Meneé la cabeza, y seguí haciéndolo mientras me rociaba con preguntas sobre consejos estudiantiles, clubes de lengua, comités sociales y todas las demás asociaciones a las que debería pertenecer cualquier chica que aspirase a estudiar en una universidad de la Costa Este.
—Mis actividades extraescolares son muy reducidas. He tenido que desempeñar varios trabajos mientras iba al instituto —le expliqué.
¿Reducidas? Más bien, inexistentes.
—Comprendo. ¿Qué otros empleos ha desempeñado, aparte de trabajar aquí, en la librería?
Me estaba preguntando si podía costearme los estudios, y la respuesta era no. Observé el pelo que arrancaba de sus sienes e intenté formular una respuesta segura.
—Trabajo como asistenta en una casa del Barrio Francés.
La señora Paulsen no reaccionó con la sorpresa o el horror que yo me esperaba. Parecía que apreciaba mi franqueza. Jugueteó con la correa de su bolso y dijo:
—Patrick me contó que su padre la abandonó. ¿Y su madre, querida?
¿Madre? Oh, ahora mismo estará en algún motel polvoriento de California, refrescándose con una cerveza Schlitz fría metida en el escote.
—Mi madre… también limpiaba casas —respondí—. Se ha ido a buscar trabajo a otro estado.
El silencio se interpuso entre nosotras hasta que ella habló:
—Charlie Marlowe y yo somos viejos amigos. Patrick es uno de los mejores alumnos que he tenido. No es un escritor como su padre, pero sabe de literatura, y creo que podría ser un excelente editor. Siempre le he animado en ese sentido, pero… —Se calló y apartó ese tema con un gesto de la mano—. Lo que quiero decir es que tengo el máximo respeto por Patrick, y él parece tener el mayor de los respetos por usted. —El final de su frase daba lugar a las dudas.
—Patrick y yo somos buenos amigos desde hace mucho —le expliqué.
—¿Están saliendo juntos? —Sus palabras salieron rápido, demasiado rápido, y ella se dio cuenta. Había algo más latiendo tras la pregunta. No celos, exactamente. ¿Una especie de curiosidad?—. No es que sea asunto mío, es cierto —añadió.
—Oh, no me incomoda la pregunta. Solo somos amigos —le garanticé.
—Siempre me he preguntado por qué Patrick sigue en Nueva Orleans. ¿Todo va bien con su padre?

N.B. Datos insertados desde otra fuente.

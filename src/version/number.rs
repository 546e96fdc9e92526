//! Version numbers.
//!
//! Numbers can be declared loosely (`1`, `1.5`, `"2.1"`) and are padded to
//! three components before being checked for SemVer compliance, so `1`,
//! `1.0` and `"1.0.0"` all name the same version.

use crate::error::DefinitionError;
use nom::{
    bytes::complete::take_while1,
    character::complete::{char, digit1},
    combinator::{all_consuming, opt, recognize},
    multi::separated_list1,
    sequence::{preceded, terminated, tuple},
    IResult,
};
use serde::Serialize;
use std::fmt;

/// A version number as the caller wrote it.
#[derive(Debug, Clone, PartialEq)]
pub enum VersionInput {
    Integer(i64),
    Float(f64),
    Text(String),
}

impl fmt::Display for VersionInput {
    fn fmt(&self, f: &mut fmt::Formatter<'_>) -> fmt::Result {
        match self {
            VersionInput::Integer(n) => write!(f, "{n}"),
            VersionInput::Float(n) => write!(f, "{n}"),
            VersionInput::Text(s) => f.write_str(s),
        }
    }
}

impl From<i32> for VersionInput {
    fn from(n: i32) -> Self {
        VersionInput::Integer(n.into())
    }
}

impl From<u32> for VersionInput {
    fn from(n: u32) -> Self {
        VersionInput::Integer(n.into())
    }
}

impl From<i64> for VersionInput {
    fn from(n: i64) -> Self {
        VersionInput::Integer(n)
    }
}

impl From<f64> for VersionInput {
    fn from(n: f64) -> Self {
        VersionInput::Float(n)
    }
}

impl From<&str> for VersionInput {
    fn from(s: &str) -> Self {
        VersionInput::Text(s.to_string())
    }
}

impl From<String> for VersionInput {
    fn from(s: String) -> Self {
        VersionInput::Text(s)
    }
}

impl From<&String> for VersionInput {
    fn from(s: &String) -> Self {
        VersionInput::Text(s.clone())
    }
}

impl From<&VersionNumber> for VersionInput {
    fn from(v: &VersionNumber) -> Self {
        VersionInput::Text(v.0.clone())
    }
}

/// A normalized `MAJOR.MINOR.PATCH[-PRE][+BUILD]` version number.
#[derive(Debug, Clone, PartialEq, Eq, Hash, PartialOrd, Ord, Serialize)]
#[serde(transparent)]
pub struct VersionNumber(String);

impl VersionNumber {
    /// Pads and validates a version number. Normalizing an already
    /// normalized number returns it unchanged.
    pub fn parse(input: impl Into<VersionInput>) -> Result<Self, DefinitionError> {
        let raw = input.into().to_string();
        let padded = pad(&raw);
        if all_consuming(semver)(&padded).is_err() {
            return Err(DefinitionError::InvalidVersion(raw));
        }
        Ok(Self(padded))
    }

    pub fn as_str(&self) -> &str {
        &self.0
    }
}

impl fmt::Display for VersionNumber {
    fn fmt(&self, f: &mut fmt::Formatter<'_>) -> fmt::Result {
        f.write_str(&self.0)
    }
}

fn pad(raw: &str) -> String {
    let mut parts: Vec<&str> = raw.split('.').collect();
    while parts.len() < 3 {
        parts.push("0");
    }
    parts.join(".")
}

fn identifiers(input: &str) -> IResult<&str, &str> {
    recognize(separated_list1(
        char('.'),
        take_while1(|c: char| c.is_ascii_alphanumeric() || c == '-'),
    ))(input)
}

fn core(input: &str) -> IResult<&str, &str> {
    recognize(tuple((
        terminated(digit1, char('.')),
        terminated(digit1, char('.')),
        digit1,
    )))(input)
}

fn semver(input: &str) -> IResult<&str, &str> {
    recognize(tuple((
        core,
        opt(preceded(char('-'), identifiers)),
        opt(preceded(char('+'), identifiers)),
    )))(input)
}

#[cfg(test)]
mod tests {
    use super::*;

    #[test]
    fn test_numbers_are_padded() {
        assert_eq!(VersionNumber::parse(1).unwrap().as_str(), "1.0.0");
        assert_eq!(VersionNumber::parse(1.5).unwrap().as_str(), "1.5.0");
        assert_eq!(VersionNumber::parse("2.1").unwrap().as_str(), "2.1.0");
        assert_eq!(VersionNumber::parse("1.6.0-pre").unwrap().as_str(), "1.6.0-pre");
        assert_eq!(
            VersionNumber::parse("1.6.0-rc.1+build.5").unwrap().as_str(),
            "1.6.0-rc.1+build.5"
        );
    }

    #[test]
    fn test_normalization_is_idempotent() {
        for input in ["1", "1.5", "2.0.1", "3.0.0-beta"] {
            let once = VersionNumber::parse(input).unwrap();
            let twice = VersionNumber::parse(&once).unwrap();
            assert_eq!(once, twice);
        }
    }

    #[test]
    fn test_invalid_numbers_are_rejected() {
        for input in ["a", "1.x", "1.2.3.4", "1..2", "-1", "1.0.0-"] {
            let err = VersionNumber::parse(input).unwrap_err();
            assert_eq!(err, DefinitionError::InvalidVersion(input.to_string()));
        }
    }
}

—Todo perfecto —dije, sonriendo.
—Bien. Me gustaría que Charlie asistiera de nuevo como oyente a mis clases de escritura este año.
Me imaginé a Charlie en primera fila de la clase, en calzoncillos, apretando contra el pecho su caja con forma de corazón.
—Bueno, necesitará usted unas cuantas cartas de recomendación con peso para añadir a su solicitud. Por desgracia, yo no podré hacerle una. Ya he escrito una carta para una chica del Sagrado Corazón y, ya sabe, esa recomendación perdería su valor si escribiera otra. Pero le animo a que siga adelante con su solicitud, señorita Moraine. Estas experiencias, por muy fútiles que resulten, moldean el carácter.
Fútil. Me estaba diciendo que sería todo inútil. Que yo era una inútil.
—Creo que tiene un libro para mí —dijo de repente—. Lo pagué por adelantado cuando lo encargué.
Había visto el libro. Le Deuxième Sexe, de una escritora francesa, Simone de Beauvoir. Patrick lo había encargado a una imprenta de París. Me dijo que era un tratado sobre las mujeres. Saqué las llaves de mi bolsillo y me acerqué a la vitrina. Abrí la puerta de cristal y tomé el libro de la estantería. Sentí el calor de una sombra detrás de mí. La señora Paulsen estaba a apenas unos centímetros de mis espaldas.
Señaló por encima de mi hombro y dijo:
—Pasaje a la India. ¿Qué edición es esa? Me gustaría ver ese también —dijo, estirando la mano.